Analogamente se pensarmos nos custos associados à falta de lealdade e fidelidade, podemos concluir que a aceitação consciente da qualidade, ética e responsabilidade social empresarial como pilares fundamentais de qualquer organização será um bom negócio também do ponto de vista econômico.
CONCLUSÃO
Seria temerário ou muito pretensioso indicar uma conclusão para os pensamentos apresentados. No entanto, reiterando o mencionado na Introdução de que existem coisas que “nem sabemos que não sabemos”, podemos alinhavar alguns pontos a título de estabelecer um raciocínio decorrente do que foi exposto:
• Mudanças comportamentais na estrutura social das nossas vidas, que ocorrem agora em função de confinamentos e lockdown, deverão ter continuidade com as atenuações e ajustes que necessariamente irão ocorrer.
• Novas formas de trabalho e investimentos em automação, que já vinham ocorrendo, deverão ter a sua velocidade de implementações sensivelmente aumentadas.
• O setor de serviços terá um forte incremento, principalmente na área do comércio não presencial e logística.

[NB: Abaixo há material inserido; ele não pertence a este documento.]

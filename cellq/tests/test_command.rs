use cellq_consume::{
    Analyzer, CommandAnalyzer, DotPlotRun, HeatmapsPlotRun, MethodParams, MethodRun, Subsampling,
    classify_failure,
};
use cellq_core::{CellqError, FailureKind};
use std::ffi::OsString;
use std::path::PathBuf;

fn method_run(iterations: u32, subsampling: Option<Subsampling>) -> MethodRun {
    MethodRun {
        meta_path: PathBuf::from("/tmp/job/meta.tsv"),
        counts_path: PathBuf::from("/tmp/job/counts.tsv"),
        output_dir: PathBuf::from("/tmp/job/output"),
        params: MethodParams {
            iterations,
            threshold: 0.1,
            result_precision: 3,
            pvalue: 0.05,
            subsampling,
        },
    }
}

fn strings(args: Vec<OsString>) -> Vec<String> {
    args.into_iter()
        .map(|arg| arg.to_string_lossy().into_owned())
        .collect()
}

#[test]
fn test_simple_analysis_args() {
    let analyzer = CommandAnalyzer::default();
    let args = strings(analyzer.method_args(&method_run(0, None)));
    assert_eq!(
        args,
        vec![
            "method",
            "analysis",
            "/tmp/job/meta.tsv",
            "/tmp/job/counts.tsv",
            "--output-path",
            "/tmp/job/output",
            "--threshold=0.1",
            "--result-precision=3",
        ]
    );
}

#[test]
fn test_statistical_analysis_args() {
    let analyzer = CommandAnalyzer::new("cellphonedb").threads(8).debug_seed(42);
    let subsampling = Subsampling {
        log: false,
        num_pc: 100,
        num_cells: Some(500),
    };
    let args = strings(analyzer.method_args(&method_run(1000, Some(subsampling))));

    assert_eq!(args[1], "statistical_analysis");
    assert_eq!(
        args[8..],
        [
            "--iterations=1000",
            "--pvalue=0.05",
            "--threads=8",
            "--debug-seed=42",
            "--subsampling",
            "--subsampling-log=false",
            "--subsampling-num-pc=100",
            "--subsampling-num-cells=500",
        ]
    );
}

#[test]
fn test_plot_args() {
    let analyzer = CommandAnalyzer::default();
    let dot = DotPlotRun {
        means_path: PathBuf::from("means.txt"),
        pvalues_path: PathBuf::from("pvalues.txt"),
        rows_path: Some(PathBuf::from("rows.txt")),
        columns_path: None,
        output_dir: PathBuf::from("out"),
        output_name: "plot.png".to_string(),
    };
    assert_eq!(
        strings(analyzer.dot_plot_args(&dot)),
        vec![
            "plot",
            "dot_plot",
            "--means-path",
            "means.txt",
            "--pvalues-path",
            "pvalues.txt",
            "--output-path",
            "out",
            "--output-name",
            "plot.png",
            "--rows",
            "rows.txt",
        ]
    );

    let heatmaps = HeatmapsPlotRun {
        meta_path: PathBuf::from("meta.txt"),
        pvalues_path: PathBuf::from("pvalues.txt"),
        output_dir: PathBuf::from("out"),
        count_name: "count.png".to_string(),
        count_log_name: "count_log.png".to_string(),
    };
    assert_eq!(
        strings(analyzer.heatmaps_plot_args(&heatmaps)),
        vec![
            "plot",
            "heatmap_plot",
            "meta.txt",
            "--pvalues-path",
            "pvalues.txt",
            "--output-path",
            "out",
            "--count-name",
            "count.png",
            "--log-name",
            "count_log.png",
        ]
    );
}

#[test]
fn test_classify_failure() {
    let failure = classify_failure("Traceback ...\ncellphonedb.AllCountsFilteredException: all gone").unwrap();
    assert_eq!(failure.kind(), FailureKind::AllCountsFiltered);

    let failure = classify_failure("raise EmptyResultException()").unwrap();
    assert_eq!(failure.kind(), FailureKind::EmptyResult);

    let failure = classify_failure("ThresholdValueException: 7").unwrap();
    assert_eq!(failure.kind(), FailureKind::ThresholdValue);

    assert!(classify_failure("MemoryError").is_none());
    assert!(classify_failure("").is_none());
}

#[tokio::test]
async fn test_missing_program() {
    let analyzer = CommandAnalyzer::new("/nonexistent/cellq-test/cellphonedb");
    let outcome = analyzer.run_method(&method_run(0, None)).await;
    assert!(matches!(outcome, Err(CellqError::Io(_))));
}

#[cfg(unix)]
#[tokio::test]
async fn test_failing_program() {
    let analyzer = CommandAnalyzer::new("false");
    let outcome = analyzer.run_method(&method_run(0, None)).await;
    assert!(matches!(outcome, Err(CellqError::Analysis(_))));
}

• O agronegócio será impulsionado, devendo ser um dos setores que menos impacto terão devido ao COVID-19. Segundo cálculos do CEPEA – Centro de Estudos Avançados em Economia Aplicada da ESALQ/USP – o PIB do agronegócio de janeiro a março de 2020 cresceu 3,29%. As mudanças sociais nas zonas rurais deverão ser bem menores que nas áreas urbanas.

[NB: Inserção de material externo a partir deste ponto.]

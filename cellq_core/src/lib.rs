//! `cellq_core` provides shared utilities for the cellq worker.
//!
//! This crate includes common functionality used across the cellq components,
//! such as the job and result data model, storage key naming, configuration
//! and error types.

mod context;
mod error;
mod failure;
mod job;
mod job_stage;
mod keys;
mod result;
pub mod settings;
mod util;

pub use context::Context;
pub use error::{CellqError, Result};
pub use failure::{FailureKind, JobFailure};
pub use job::{Job, JobKind};
pub use job_stage::JobStage;
pub use keys::OutputKeys;
pub use result::{ErrorBody, JobResult, OutputRefs, ResultMessage};
pub use settings::Settings;
pub use util::{generate_job_id, get_hostname, key_extension};

pub mod prelude {
    pub use crate::{
        CellqError, Context, FailureKind, Job, JobFailure, JobKind, JobResult, JobStage,
        OutputKeys, Settings,
    };
}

• O modelo de negócio com a aceitação consciente da Qualidade, da Ética e da Responsabilidade Social Empresarial como pilares fundamentais poderá se tornar, de fato, o balizador para um mundo melhor. Iniciativas neste sentido já existem no universo empresarial desde o final do século passado, apresentando, no entanto, muita boa intenção retórica e resultados práticos inferiores ao desejado. A iniciativa mais recente, a “Business Roundtable” – BRT – exprime o compromisso de CEOs de 181 das maiores empresas americanas, que declararam que o objetivo de uma corporação não serve apenas para atender os acionistas (posição oficial desde 1997), mas “para criar valor para todas as partes interessadas”. Substitui-se desta forma o modelo econômico global dominante há cerca de 50 anos – primazia dos acionistas – que tinha como guru o economista Milton Friedman (“a responsabilidade social dos negócios é aumentar seus lucros”). Da mesma forma o Fórum Econômico Mundial – WEF – vem enfatizando que a competitividade de um país passa por políticas sociais inclusivas e ambientais responsáveis como legados a próximas gerações.
Aos grandes desafios das próximas décadas – mudança climática, crescente desigualdade de renda, escassez de água e recursos, degradação e perda de solo, biodiversidade, etc. – deve-se acrescentar agora o enorme desafio da economia global em decorrência da pandemia da COVID-19.
Mais do nunca é preciso ter esperança de que neste novo cenário todos realmente adotem o agir no presente com o pensamento nas consequências e resultados de longo prazo e lutem por políticas que permitam um mundo próspero mais justo. Caso contrário, o BRT e o WEF serão apenas mais uma retórica vazia e a crise econômica pós pandemia só contribuirá para agravar as desigualdades.
Francisco Paulo Uras é acadêmico da Academia Brasileira da Qualidade – ABQ.